* Work instructions
If a line in the listing below holds the word "BackupConfig", it counts toward the total; report that total alone.

* Given records
[Start of Attachment]

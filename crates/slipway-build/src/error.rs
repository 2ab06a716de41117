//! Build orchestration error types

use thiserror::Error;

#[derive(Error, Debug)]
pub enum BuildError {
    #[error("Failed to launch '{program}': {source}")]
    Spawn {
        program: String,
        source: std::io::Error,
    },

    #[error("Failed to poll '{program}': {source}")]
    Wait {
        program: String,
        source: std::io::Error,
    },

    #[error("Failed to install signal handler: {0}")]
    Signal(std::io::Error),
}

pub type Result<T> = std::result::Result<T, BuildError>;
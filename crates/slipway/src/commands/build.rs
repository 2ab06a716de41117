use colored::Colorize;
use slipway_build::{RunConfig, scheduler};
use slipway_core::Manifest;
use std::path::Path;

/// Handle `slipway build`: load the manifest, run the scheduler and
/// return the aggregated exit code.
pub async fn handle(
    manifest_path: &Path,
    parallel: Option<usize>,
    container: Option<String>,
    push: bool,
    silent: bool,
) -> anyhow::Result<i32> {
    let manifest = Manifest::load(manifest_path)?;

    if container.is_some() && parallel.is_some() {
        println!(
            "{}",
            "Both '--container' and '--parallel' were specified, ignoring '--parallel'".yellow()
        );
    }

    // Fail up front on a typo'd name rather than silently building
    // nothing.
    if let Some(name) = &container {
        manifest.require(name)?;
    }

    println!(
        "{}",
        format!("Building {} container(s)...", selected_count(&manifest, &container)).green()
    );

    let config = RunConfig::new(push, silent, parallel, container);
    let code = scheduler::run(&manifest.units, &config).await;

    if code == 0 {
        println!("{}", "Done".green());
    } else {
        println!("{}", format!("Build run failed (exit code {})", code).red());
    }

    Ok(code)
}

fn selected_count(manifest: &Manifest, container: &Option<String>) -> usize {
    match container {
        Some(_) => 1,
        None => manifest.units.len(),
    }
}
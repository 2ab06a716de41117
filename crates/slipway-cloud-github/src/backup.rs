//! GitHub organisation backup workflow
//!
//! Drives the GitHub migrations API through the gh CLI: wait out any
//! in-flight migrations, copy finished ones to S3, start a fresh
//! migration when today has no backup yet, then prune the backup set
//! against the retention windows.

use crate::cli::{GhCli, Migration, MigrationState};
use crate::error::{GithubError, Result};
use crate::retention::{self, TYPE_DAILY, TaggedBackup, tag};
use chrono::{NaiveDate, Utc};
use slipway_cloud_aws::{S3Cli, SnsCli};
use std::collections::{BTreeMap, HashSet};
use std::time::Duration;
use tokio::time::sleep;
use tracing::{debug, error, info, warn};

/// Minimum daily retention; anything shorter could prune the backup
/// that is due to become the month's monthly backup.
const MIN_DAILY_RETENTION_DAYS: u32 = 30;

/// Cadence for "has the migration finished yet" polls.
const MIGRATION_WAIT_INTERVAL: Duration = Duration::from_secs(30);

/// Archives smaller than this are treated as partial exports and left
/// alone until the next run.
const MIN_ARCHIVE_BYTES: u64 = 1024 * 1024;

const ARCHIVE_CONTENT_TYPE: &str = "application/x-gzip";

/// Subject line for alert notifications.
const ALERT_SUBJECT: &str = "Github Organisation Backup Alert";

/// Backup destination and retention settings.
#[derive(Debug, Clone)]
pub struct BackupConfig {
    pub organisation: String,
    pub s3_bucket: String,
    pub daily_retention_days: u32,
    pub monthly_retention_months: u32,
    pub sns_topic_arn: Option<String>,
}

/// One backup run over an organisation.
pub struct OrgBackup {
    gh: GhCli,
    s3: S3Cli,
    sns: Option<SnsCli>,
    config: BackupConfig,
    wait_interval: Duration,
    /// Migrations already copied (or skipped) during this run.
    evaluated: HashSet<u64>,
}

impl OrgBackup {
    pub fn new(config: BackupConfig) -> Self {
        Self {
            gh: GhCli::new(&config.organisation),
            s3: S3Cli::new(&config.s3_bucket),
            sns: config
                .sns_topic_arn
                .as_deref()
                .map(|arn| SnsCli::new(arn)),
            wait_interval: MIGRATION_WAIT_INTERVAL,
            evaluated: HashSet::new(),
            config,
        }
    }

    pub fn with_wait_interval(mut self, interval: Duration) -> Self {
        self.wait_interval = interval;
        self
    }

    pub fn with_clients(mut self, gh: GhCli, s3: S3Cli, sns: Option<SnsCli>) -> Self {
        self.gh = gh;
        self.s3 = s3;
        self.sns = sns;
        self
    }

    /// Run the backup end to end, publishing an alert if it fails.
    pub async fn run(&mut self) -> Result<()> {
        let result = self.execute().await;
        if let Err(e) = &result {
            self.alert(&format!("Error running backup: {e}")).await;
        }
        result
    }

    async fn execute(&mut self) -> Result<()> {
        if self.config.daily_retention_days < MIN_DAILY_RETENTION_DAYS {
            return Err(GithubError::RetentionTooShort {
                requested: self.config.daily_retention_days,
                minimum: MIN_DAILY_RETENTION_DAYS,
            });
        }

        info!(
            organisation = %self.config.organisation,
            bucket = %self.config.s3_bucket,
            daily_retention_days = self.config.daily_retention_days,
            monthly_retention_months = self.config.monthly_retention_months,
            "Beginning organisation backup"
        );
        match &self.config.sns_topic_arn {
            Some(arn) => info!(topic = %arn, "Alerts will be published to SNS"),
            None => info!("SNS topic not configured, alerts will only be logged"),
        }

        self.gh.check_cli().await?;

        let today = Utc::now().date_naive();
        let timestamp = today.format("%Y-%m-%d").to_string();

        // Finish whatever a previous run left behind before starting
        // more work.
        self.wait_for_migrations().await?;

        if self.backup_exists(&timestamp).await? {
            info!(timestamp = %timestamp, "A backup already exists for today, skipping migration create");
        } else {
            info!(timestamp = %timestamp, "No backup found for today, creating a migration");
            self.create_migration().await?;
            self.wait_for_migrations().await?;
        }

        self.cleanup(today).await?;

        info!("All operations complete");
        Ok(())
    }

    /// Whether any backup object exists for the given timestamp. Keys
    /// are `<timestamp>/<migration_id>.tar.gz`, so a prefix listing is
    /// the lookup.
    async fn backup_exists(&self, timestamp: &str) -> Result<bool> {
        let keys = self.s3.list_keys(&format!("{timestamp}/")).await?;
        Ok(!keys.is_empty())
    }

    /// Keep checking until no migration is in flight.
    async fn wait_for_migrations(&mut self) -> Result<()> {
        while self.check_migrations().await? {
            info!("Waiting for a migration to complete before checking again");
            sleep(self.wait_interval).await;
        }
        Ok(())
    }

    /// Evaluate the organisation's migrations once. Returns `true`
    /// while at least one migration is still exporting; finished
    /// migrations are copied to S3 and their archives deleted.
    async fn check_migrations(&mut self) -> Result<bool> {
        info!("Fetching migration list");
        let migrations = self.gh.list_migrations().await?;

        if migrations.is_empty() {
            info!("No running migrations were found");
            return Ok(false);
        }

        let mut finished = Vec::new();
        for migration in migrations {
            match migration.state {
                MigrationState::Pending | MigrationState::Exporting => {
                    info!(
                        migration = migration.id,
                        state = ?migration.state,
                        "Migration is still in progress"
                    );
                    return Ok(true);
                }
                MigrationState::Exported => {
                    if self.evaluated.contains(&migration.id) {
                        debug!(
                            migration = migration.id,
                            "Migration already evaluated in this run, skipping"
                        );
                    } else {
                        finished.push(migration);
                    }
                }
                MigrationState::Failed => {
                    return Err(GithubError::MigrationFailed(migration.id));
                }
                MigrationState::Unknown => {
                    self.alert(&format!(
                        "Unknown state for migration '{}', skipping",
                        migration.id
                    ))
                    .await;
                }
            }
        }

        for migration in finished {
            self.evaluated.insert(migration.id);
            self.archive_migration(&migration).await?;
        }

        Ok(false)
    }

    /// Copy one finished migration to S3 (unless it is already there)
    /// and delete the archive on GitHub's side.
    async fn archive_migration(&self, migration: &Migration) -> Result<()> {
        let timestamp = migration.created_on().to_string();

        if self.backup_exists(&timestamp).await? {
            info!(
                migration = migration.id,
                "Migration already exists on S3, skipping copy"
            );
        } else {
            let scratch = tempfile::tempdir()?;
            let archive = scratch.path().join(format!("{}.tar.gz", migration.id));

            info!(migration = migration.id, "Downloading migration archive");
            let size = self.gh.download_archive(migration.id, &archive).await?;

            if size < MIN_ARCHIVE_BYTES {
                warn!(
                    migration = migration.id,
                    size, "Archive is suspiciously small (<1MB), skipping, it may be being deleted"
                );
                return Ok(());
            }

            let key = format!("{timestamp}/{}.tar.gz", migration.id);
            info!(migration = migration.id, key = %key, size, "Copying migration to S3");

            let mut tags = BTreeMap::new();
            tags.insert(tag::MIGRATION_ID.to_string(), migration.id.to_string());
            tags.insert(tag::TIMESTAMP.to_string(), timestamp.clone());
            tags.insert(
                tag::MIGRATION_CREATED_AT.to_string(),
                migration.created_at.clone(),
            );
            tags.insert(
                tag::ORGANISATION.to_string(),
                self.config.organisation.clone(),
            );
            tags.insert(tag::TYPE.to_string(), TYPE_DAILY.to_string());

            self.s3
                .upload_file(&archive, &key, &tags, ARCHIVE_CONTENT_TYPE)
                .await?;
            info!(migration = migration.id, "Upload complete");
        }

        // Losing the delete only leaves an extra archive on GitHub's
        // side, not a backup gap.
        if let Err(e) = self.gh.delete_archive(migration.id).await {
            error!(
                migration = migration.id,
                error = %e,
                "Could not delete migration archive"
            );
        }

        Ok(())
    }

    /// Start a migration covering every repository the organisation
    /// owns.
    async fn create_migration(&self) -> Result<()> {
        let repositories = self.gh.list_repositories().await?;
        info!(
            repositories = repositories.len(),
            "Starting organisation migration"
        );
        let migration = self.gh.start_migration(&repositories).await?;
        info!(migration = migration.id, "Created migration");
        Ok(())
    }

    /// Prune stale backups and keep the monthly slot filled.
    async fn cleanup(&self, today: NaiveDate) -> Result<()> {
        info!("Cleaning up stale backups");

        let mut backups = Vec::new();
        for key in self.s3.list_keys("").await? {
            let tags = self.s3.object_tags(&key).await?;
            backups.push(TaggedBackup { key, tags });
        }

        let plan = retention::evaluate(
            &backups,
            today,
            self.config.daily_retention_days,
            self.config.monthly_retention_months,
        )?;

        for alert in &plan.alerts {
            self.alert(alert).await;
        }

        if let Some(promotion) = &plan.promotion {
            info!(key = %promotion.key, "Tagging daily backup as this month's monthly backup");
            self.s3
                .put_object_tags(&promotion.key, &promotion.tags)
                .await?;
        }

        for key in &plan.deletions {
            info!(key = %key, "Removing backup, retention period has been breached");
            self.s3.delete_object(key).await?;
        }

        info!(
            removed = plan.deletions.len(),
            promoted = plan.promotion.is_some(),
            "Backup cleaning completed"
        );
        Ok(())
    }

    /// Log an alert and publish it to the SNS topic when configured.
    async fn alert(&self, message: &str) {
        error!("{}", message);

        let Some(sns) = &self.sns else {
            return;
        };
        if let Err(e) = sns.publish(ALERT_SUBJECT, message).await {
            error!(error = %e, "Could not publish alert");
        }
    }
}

[End of Attachment]

* Answer area
3